=== WHAT YOU WILL DO ===
Only one portion of the data is to be written out: from the line bearing "let theme = Theme::light();" through the line bearing "assert_eq!(Theme::from_mode(ThemeMode::Dark), Theme::dark());". Write it exactly as it appears.

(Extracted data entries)
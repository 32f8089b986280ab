//! Theme system for consistent UI colors across dark and light modes.
//!
//! Automatically detects the OS theme (dark/light mode) and applies
//! appropriate colors, including one distinct color per seat group.

use ratatui::style::Color;

use crate::config::ThemeMode;
use crate::models::Group;

/// Semantic color theme for the TUI.
#[derive(Debug, Clone, PartialEq, Eq)]
pub struct Theme {
    /// Primary color for borders, titles, and emphasis
    pub primary: Color,
    /// Accent color for highlights, selections, and focus states
    pub accent: Color,
    /// Success state color for confirmations
    pub success: Color,
    /// Error state color
    pub error: Color,
    /// Warning state color
    pub warning: Color,

    /// Primary text content color
    pub text: Color,
    /// Muted text color for help text and dim content
    pub text_muted: Color,

    /// Main background color
    pub background: Color,
    /// Highlight/selection background color
    pub highlight_bg: Color,

    /// One color per seat group, indexed by [`Group::index`]
    group_colors: [Color; Group::ALL.len()],
}

impl Theme {
    /// Detects the OS theme and returns the appropriate Theme.
    #[must_use]
    pub fn detect() -> Self {
        match dark_light::detect() {
            Ok(dark_light::Mode::Light) => Self::light(),
            // Fall back to dark theme for dark mode, unspecified, or errors
            Ok(dark_light::Mode::Dark | dark_light::Mode::Unspecified) | Err(_) => Self::dark(),
        }
    }

    /// Resolves a theme from the configured mode.
    #[must_use]
    pub fn from_mode(mode: ThemeMode) -> Self {
        match mode {
            ThemeMode::Auto => Self::detect(),
            ThemeMode::Dark => Self::dark(),
            ThemeMode::Light => Self::light(),
        }
    }

    /// Creates a dark theme optimized for dark terminal backgrounds.
    #[must_use]
    pub const fn dark() -> Self {
        Self {
            primary: Color::Cyan,
            accent: Color::Yellow,
            success: Color::Green,
            error: Color::Red,
            warning: Color::Yellow,

            text: Color::White,
            text_muted: Color::DarkGray,

            background: Color::Black,
            highlight_bg: Color::DarkGray,

            group_colors: [
                Color::Rgb(255, 140, 0),  // A - orange, visually set apart
                Color::Rgb(80, 160, 255), // B
                Color::Rgb(90, 200, 120), // C
                Color::Rgb(230, 90, 120), // D
                Color::Rgb(180, 120, 255),// E
                Color::Rgb(90, 200, 200), // F
                Color::Rgb(230, 200, 80), // G
                Color::Rgb(200, 140, 110),// H
            ],
        }
    }

    /// Creates a light theme optimized for light terminal backgrounds.
    #[must_use]
    pub const fn light() -> Self {
        Self {
            primary: Color::Blue,
            accent: Color::Rgb(180, 100, 0),
            success: Color::Rgb(0, 128, 0),
            error: Color::Red,
            warning: Color::Rgb(200, 100, 0),

            text: Color::Black,
            text_muted: Color::Gray,

            background: Color::White,
            highlight_bg: Color::Rgb(230, 230, 230),

            group_colors: [
                Color::Rgb(200, 90, 0),   // A
                Color::Rgb(0, 90, 200),   // B
                Color::Rgb(0, 130, 60),   // C
                Color::Rgb(180, 30, 70),  // D
                Color::Rgb(120, 60, 190), // E
                Color::Rgb(0, 130, 130),  // F
                Color::Rgb(150, 120, 0),  // G
                Color::Rgb(140, 80, 50),  // H
            ],
        }
    }

    /// The display color for a seat group.
    #[must_use]
    pub const fn group_color(&self, group: Group) -> Color {
        self.group_colors[group.index()]
    }
}

impl Default for Theme {
    fn default() -> Self {
        Self::detect()
    }
}

#[cfg(test)]
mod tests {
    use super::*;

    #[test]
    fn test_theme_dark() {
        let theme = Theme::dark();
        assert_eq!(theme.background, Color::Black);
        assert_eq!(theme.text, Color::White);
    }

    #[test]
    fn test_theme_light() {
        let theme = Theme::light();
        assert_eq!(theme.background, Color::White);
        assert_eq!(theme.text, Color::Black);
    }

    #[test]
    fn test_from_mode_explicit() {
        assert_eq!(Theme::from_mode(ThemeMode::Dark), Theme::dark());
        assert_eq!(Theme::from_mode(ThemeMode::Light), Theme::light());
    }

    #[test]
    fn test_group_colors_distinct() {
        let theme = Theme::dark();
        for a in Group::ALL {
            for b in Group::ALL {
                if a != b {
                    assert_ne!(
                        theme.group_color(a),
                        theme.group_color(b),
                        "{a} and {b} share a color"
                    );
                }
            }
        }
    }
}
//! Seat-map operations: painting, bulk fill, and summary counts.

pub mod bulk_fill;
pub mod painter;
pub mod summary;

pub use painter::{begin_drag, continue_drag, DragSession, PaintAction, SeatChange};
pub use summary::Summary;
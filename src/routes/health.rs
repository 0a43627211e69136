use axum::{Json, http::StatusCode, response::IntoResponse};
use serde_json::json;

/// GET / - Service banner
pub async fn index() -> impl IntoResponse {
    (
        StatusCode::OK,
        Json(json!({
            "status": "ok",
            "message": "Contact relay is running",
            "version": env!("CARGO_PKG_VERSION"),
        })),
    )
}

/// GET /health - Liveness probe
/// Does not check the SMTP relay; a relay outage only affects sends.
pub async fn health() -> impl IntoResponse {
    (StatusCode::OK, Json(json!({"status": "ok"})))
}

#[cfg(test)]
mod tests {
    use super::*;

    #[tokio::test]
    async fn test_health_endpoint() {
        let response = health().await.into_response();
        assert_eq!(response.status(), StatusCode::OK);
    }

    #[tokio::test]
    async fn test_index_reports_version() {
        let response = index().await.into_response();
        assert_eq!(response.status(), StatusCode::OK);

        let body = axum::body::to_bytes(response.into_body(), usize::MAX)
            .await
            .unwrap();
        let json: serde_json::Value = serde_json::from_slice(&body).unwrap();

        assert_eq!(json["status"], "ok");
        assert_eq!(json["version"], env!("CARGO_PKG_VERSION"));
    }
}
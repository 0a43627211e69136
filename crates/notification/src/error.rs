use lettre::transport::smtp::response::Code;

/// Reply codes a relay uses to turn down the login.
const AUTH_REJECTION_CODES: [&str; 3] = ["530", "534", "535"];

#[derive(Debug, thiserror::Error)]
pub enum MailError {
    /// Required mail settings are absent or unusable. Raised before any
    /// connection is opened.
    #[error("mail configuration error: {0}")]
    Configuration(String),

    #[error("smtp authentication rejected: {0}")]
    Authentication(String),

    #[error("smtp delivery failed: {0}")]
    Delivery(String),
}

impl MailError {
    pub fn kind(&self) -> &'static str {
        match self {
            MailError::Configuration(_) => "configuration",
            MailError::Authentication(_) => "authentication",
            MailError::Delivery(_) => "delivery",
        }
    }
}

impl From<lettre::transport::smtp::Error> for MailError {
    fn from(value: lettre::transport::smtp::Error) -> Self {
        if is_auth_rejection(value.status()) {
            Self::Authentication(value.to_string())
        } else {
            Self::Delivery(value.to_string())
        }
    }
}

impl From<lettre::error::Error> for MailError {
    fn from(value: lettre::error::Error) -> Self {
        Self::Delivery(value.to_string())
    }
}

impl From<askama::Error> for MailError {
    fn from(value: askama::Error) -> Self {
        Self::Delivery(format!("failed to render notification: {value}"))
    }
}

impl From<time::error::Format> for MailError {
    fn from(value: time::error::Format) -> Self {
        Self::Delivery(format!("failed to format timestamp: {value}"))
    }
}

pub(crate) fn is_auth_rejection(code: Option<Code>) -> bool {
    code.map(|code| code.to_string())
        .is_some_and(|code| AUTH_REJECTION_CODES.contains(&code.as_str()))
}
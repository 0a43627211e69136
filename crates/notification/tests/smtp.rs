use contact_relay_contact::ContactSubmission;
use contact_relay_notification::{MailConfig, MailError, Mailer, SmtpMailer};

fn submission() -> ContactSubmission {
    ContactSubmission::new("Al", "a@b.com", "Hello there!")
}

/// The relay host does not resolve, so reaching the network would surface
/// as a delivery error rather than a configuration error.
fn unreachable_relay() -> MailConfig {
    MailConfig {
        server: "relay.invalid".to_string(),
        port: 2525,
        timeout_secs: 1,
        ..Default::default()
    }
}

#[tokio::test]
async fn test_missing_sender_email_fails_before_connecting() {
    let mailer = SmtpMailer::new(MailConfig {
        sender_password: Some("secret".to_string()),
        ..unreachable_relay()
    });

    let err = mailer.send_contact(&submission()).await.unwrap_err();

    assert!(matches!(err, MailError::Configuration(_)), "got {err:?}");
    assert_eq!(err.kind(), "configuration");
}

#[tokio::test]
async fn test_missing_sender_password_fails_before_connecting() {
    let mailer = SmtpMailer::new(MailConfig {
        sender_email: Some("site@example.com".to_string()),
        ..unreachable_relay()
    });

    let err = mailer.send_contact(&submission()).await.unwrap_err();

    assert!(matches!(err, MailError::Configuration(_)), "got {err:?}");
}

#[tokio::test]
async fn test_unreachable_relay_is_delivery_error() {
    let mailer = SmtpMailer::new(MailConfig {
        sender_email: Some("site@example.com".to_string()),
        sender_password: Some("secret".to_string()),
        ..unreachable_relay()
    });

    let err = mailer.send_contact(&submission()).await.unwrap_err();

    assert!(matches!(err, MailError::Delivery(_)), "got {err:?}");
}
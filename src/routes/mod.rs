use std::{sync::Arc, time::Duration};

use axum::{
    Router,
    http::{HeaderValue, Method, header},
    routing::{get, post},
};
use contact_relay_notification::Mailer;
use tower_http::{
    cors::{AllowHeaders, AllowOrigin, CorsLayer},
    trace::TraceLayer,
};

use crate::config::{Config, CorsConfig};

pub mod contact;
pub mod health;

/// Preflight answers may be cached by browsers for a day.
const CORS_MAX_AGE: Duration = Duration::from_secs(86_400);

#[derive(Clone)]
pub struct AppState {
    pub config: Arc<Config>,
    pub mailer: Arc<dyn Mailer>,
}

impl AppState {
    pub fn new(config: Config, mailer: impl Mailer) -> Self {
        Self {
            config: Arc::new(config),
            mailer: Arc::new(mailer),
        }
    }
}

pub fn router(app_state: AppState) -> Router {
    let cors = cors_layer(&app_state.config.cors);

    Router::new()
        .route("/", get(health::index))
        .route("/health", get(health::health))
        .route("/api/contact", post(contact::submit))
        .with_state(app_state)
        .layer(cors)
        .layer(TraceLayer::new_for_http())
}

fn cors_layer(config: &CorsConfig) -> CorsLayer {
    // Any request header for `*`, otherwise only what the form sends.
    let (allow_origin, allow_headers) = if config.allow_origins.iter().any(|origin| origin == "*") {
        (AllowOrigin::any(), AllowHeaders::any())
    } else {
        let origins = config.allow_origins.iter().filter_map(|origin| {
            match origin.parse::<HeaderValue>() {
                Ok(value) => Some(value),
                Err(e) => {
                    tracing::warn!(origin = %origin, error = %e, "Ignoring invalid CORS origin");
                    None
                }
            }
        });

        (
            AllowOrigin::list(origins),
            AllowHeaders::list([header::CONTENT_TYPE, header::AUTHORIZATION]),
        )
    };

    CorsLayer::new()
        .allow_origin(allow_origin)
        .allow_methods([Method::GET, Method::POST, Method::OPTIONS])
        .allow_headers(allow_headers)
        .max_age(CORS_MAX_AGE)
}
use axum::{
    Json,
    extract::rejection::JsonRejection,
    http::StatusCode,
    response::{IntoResponse, Response},
};
use contact_relay_notification::MailError;
use serde::Serialize;
use thiserror::Error;

pub const GENERIC_FAILURE: &str =
    "We couldn't send your message right now. Please try again later.";

#[derive(Error, Debug)]
pub enum AppError {
    #[error("Validation error: {0}")]
    ValidationError(String),

    #[error("Invalid request body: {0}")]
    InvalidBody(#[from] JsonRejection),

    #[error("Mail error: {0}")]
    MailError(#[from] MailError),
}

impl From<contact_relay_contact::Error> for AppError {
    fn from(err: contact_relay_contact::Error) -> Self {
        match err {
            contact_relay_contact::Error::Validate(msg) => AppError::ValidationError(msg),
        }
    }
}

#[derive(Debug, Serialize)]
pub struct ErrorBody {
    pub success: bool,
    pub detail: String,
}

impl IntoResponse for AppError {
    fn into_response(self) -> Response {
        let (status_code, detail) = match self {
            AppError::ValidationError(msg) => (StatusCode::BAD_REQUEST, msg),
            AppError::InvalidBody(rejection) => {
                tracing::warn!(error = %rejection.body_text(), "Rejected contact payload");
                (
                    StatusCode::BAD_REQUEST,
                    "The request body must be a JSON object with name, email and message."
                        .to_string(),
                )
            }
            AppError::MailError(MailError::Configuration(e)) => {
                tracing::error!(error = %e, "Contact relay is not configured");
                (
                    StatusCode::INTERNAL_SERVER_ERROR,
                    GENERIC_FAILURE.to_string(),
                )
            }
            AppError::MailError(e) => {
                tracing::error!(error = %e, kind = e.kind(), "Failed to relay contact message");
                (
                    StatusCode::INTERNAL_SERVER_ERROR,
                    GENERIC_FAILURE.to_string(),
                )
            }
        };

        (
            status_code,
            Json(ErrorBody {
                success: false,
                detail,
            }),
        )
            .into_response()
    }
}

=== THE ANSWER ===
        let theme = Theme::light();
        assert_eq!(theme.background, Color::White);
        assert_eq!(theme.text, Color::Black);
    }

    #[test]
    fn test_from_mode_explicit() {
        assert_eq!(Theme::from_mode(ThemeMode::Dark), Theme::dark());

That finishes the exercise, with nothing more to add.